(Collected data)
+++

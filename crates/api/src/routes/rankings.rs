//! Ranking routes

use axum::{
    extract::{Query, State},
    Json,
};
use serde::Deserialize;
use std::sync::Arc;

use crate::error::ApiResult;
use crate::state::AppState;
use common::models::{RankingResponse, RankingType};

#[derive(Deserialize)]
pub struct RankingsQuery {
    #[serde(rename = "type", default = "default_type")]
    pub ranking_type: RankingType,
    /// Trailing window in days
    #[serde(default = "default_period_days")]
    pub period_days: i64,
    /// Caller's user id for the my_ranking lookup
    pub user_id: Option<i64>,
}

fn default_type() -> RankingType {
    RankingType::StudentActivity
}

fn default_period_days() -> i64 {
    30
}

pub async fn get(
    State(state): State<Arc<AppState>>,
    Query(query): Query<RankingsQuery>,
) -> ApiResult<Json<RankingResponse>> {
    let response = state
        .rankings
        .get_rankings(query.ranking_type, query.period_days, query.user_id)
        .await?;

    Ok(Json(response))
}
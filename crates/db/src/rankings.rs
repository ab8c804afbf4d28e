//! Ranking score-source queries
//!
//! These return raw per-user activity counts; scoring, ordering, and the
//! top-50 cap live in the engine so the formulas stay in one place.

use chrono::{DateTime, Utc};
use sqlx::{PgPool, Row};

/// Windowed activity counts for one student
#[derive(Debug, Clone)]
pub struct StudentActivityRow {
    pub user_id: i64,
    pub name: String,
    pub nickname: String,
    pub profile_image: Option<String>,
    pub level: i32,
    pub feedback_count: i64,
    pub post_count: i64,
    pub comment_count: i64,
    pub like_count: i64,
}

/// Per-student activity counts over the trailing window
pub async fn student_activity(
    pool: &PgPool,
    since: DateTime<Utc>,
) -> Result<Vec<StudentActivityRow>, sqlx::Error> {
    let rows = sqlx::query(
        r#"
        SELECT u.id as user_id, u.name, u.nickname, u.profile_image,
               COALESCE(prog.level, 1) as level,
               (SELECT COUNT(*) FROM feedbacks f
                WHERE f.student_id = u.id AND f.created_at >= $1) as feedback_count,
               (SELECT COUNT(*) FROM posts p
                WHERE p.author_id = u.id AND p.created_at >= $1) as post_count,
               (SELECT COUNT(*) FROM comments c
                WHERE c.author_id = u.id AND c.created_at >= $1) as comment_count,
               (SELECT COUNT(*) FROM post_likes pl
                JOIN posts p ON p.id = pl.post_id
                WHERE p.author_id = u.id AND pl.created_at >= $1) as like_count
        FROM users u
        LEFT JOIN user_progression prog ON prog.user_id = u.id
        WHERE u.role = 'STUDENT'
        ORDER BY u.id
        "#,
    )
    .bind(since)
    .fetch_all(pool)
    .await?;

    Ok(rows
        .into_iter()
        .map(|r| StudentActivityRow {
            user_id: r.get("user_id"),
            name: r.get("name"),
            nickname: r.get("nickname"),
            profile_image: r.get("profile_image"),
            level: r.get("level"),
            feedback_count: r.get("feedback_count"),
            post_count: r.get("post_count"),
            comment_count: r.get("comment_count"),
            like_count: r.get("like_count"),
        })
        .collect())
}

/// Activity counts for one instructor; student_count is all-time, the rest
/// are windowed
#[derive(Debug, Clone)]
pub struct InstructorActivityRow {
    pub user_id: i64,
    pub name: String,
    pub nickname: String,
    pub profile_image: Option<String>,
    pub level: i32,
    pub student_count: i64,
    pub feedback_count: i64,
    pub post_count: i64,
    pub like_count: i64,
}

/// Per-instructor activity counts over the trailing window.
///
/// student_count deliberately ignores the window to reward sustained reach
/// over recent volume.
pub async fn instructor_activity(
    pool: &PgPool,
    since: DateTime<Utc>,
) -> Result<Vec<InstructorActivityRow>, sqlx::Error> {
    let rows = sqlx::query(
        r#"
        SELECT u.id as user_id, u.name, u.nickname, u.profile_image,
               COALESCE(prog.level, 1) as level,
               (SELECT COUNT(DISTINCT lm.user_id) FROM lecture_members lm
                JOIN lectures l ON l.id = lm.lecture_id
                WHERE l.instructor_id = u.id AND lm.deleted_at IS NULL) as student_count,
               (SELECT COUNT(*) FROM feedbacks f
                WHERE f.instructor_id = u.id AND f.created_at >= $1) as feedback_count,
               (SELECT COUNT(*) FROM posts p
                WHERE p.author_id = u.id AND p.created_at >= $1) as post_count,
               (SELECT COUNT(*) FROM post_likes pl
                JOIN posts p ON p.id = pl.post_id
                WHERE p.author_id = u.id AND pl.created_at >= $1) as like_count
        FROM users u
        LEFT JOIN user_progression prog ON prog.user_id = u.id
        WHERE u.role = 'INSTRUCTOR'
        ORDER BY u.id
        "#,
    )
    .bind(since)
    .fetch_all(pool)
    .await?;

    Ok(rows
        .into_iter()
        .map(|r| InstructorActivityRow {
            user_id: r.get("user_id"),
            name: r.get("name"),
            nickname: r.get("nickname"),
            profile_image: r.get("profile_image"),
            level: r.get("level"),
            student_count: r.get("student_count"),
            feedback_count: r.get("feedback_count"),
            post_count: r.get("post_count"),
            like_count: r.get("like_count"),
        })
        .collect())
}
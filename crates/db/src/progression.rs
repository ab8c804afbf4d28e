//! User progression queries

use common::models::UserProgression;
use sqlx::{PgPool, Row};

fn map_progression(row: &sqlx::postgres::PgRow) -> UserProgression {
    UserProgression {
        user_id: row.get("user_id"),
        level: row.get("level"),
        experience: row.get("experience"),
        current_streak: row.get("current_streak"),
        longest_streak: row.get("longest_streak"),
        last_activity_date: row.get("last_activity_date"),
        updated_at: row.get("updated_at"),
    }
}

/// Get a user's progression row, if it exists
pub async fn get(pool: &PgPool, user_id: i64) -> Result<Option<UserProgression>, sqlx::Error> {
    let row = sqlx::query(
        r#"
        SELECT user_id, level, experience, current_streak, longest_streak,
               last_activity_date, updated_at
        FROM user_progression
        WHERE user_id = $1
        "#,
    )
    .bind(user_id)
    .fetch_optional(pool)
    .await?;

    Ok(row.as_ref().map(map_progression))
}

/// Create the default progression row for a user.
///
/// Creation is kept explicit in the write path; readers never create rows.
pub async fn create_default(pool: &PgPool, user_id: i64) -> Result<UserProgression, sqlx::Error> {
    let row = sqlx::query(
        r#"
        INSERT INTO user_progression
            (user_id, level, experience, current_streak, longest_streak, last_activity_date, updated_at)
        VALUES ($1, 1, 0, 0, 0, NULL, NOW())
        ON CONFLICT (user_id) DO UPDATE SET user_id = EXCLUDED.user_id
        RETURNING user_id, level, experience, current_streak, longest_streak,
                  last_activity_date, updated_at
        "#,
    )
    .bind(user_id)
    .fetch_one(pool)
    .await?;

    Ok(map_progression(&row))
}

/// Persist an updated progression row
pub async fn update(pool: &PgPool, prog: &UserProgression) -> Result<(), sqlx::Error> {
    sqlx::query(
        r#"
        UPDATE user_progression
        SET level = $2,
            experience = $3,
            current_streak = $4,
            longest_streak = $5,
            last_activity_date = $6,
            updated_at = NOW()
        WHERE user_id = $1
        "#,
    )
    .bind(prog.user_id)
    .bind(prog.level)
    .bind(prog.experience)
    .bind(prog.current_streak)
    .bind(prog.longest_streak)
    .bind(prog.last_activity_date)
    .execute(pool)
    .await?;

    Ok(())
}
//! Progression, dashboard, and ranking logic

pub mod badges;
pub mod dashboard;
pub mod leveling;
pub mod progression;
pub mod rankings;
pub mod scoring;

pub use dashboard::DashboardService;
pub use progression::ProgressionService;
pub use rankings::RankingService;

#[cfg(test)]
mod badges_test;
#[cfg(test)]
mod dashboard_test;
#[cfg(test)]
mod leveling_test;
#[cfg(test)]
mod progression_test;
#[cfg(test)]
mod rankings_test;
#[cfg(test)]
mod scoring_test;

+++

▶ Task requirements
Word for word, restate the entries from the first line to the line that has "use crate::state::AppState;", both included, and nothing else.

▶ Reply to the task
filename crates/api/src/routes/rankings.rs
//! Ranking routes

use axum::{
    extract::{Query, State},
    Json,
};
use serde::Deserialize;
use std::sync::Arc;

use crate::error::ApiResult;
use crate::state::AppState;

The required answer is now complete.